* What the task asks *
Look through the records below, and copy out every line that holds the string "impl".

START Records for the exercise

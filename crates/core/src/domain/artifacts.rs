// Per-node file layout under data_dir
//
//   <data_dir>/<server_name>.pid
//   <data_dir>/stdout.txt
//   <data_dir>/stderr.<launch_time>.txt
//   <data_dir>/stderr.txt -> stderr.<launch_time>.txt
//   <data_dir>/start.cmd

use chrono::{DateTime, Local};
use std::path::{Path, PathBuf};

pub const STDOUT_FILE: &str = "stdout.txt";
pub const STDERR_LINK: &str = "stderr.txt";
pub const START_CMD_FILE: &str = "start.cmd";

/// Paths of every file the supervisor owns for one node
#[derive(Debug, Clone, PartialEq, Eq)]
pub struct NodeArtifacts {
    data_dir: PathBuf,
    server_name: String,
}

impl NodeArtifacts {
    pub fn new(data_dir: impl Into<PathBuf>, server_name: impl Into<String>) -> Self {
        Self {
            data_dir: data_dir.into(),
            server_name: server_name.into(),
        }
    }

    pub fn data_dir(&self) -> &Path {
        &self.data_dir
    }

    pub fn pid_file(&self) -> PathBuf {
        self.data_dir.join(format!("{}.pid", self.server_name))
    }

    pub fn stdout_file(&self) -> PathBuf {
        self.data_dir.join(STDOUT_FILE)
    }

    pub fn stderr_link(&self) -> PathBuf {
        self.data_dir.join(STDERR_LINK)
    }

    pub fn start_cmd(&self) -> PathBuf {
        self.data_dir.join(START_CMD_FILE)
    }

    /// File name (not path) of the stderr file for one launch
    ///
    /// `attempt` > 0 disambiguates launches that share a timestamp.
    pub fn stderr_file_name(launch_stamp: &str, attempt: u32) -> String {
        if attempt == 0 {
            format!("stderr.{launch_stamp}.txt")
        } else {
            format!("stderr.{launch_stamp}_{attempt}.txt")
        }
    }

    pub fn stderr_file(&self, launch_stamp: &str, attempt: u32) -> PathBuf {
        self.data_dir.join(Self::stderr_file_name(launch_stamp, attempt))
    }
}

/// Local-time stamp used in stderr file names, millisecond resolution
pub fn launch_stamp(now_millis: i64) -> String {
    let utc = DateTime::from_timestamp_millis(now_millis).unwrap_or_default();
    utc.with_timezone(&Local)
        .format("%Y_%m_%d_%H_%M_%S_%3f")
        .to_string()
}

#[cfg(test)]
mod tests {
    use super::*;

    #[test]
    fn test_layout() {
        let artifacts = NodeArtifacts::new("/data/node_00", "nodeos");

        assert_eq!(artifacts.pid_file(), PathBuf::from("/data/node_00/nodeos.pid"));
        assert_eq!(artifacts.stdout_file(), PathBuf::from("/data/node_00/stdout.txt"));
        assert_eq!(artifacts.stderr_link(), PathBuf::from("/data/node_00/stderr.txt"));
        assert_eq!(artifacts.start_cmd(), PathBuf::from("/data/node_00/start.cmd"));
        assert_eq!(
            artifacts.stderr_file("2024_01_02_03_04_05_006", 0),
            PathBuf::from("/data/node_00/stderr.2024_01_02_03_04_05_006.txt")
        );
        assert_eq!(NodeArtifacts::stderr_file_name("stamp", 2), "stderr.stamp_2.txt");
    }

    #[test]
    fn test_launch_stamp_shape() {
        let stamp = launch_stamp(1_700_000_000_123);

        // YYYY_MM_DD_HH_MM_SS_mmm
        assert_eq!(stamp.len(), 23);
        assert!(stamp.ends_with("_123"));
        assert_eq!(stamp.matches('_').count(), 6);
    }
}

END Records for the exercise

* Output for this task *
impl NodeArtifacts {
    pub fn new(data_dir: impl Into<PathBuf>, server_name: impl Into<String>) -> Self {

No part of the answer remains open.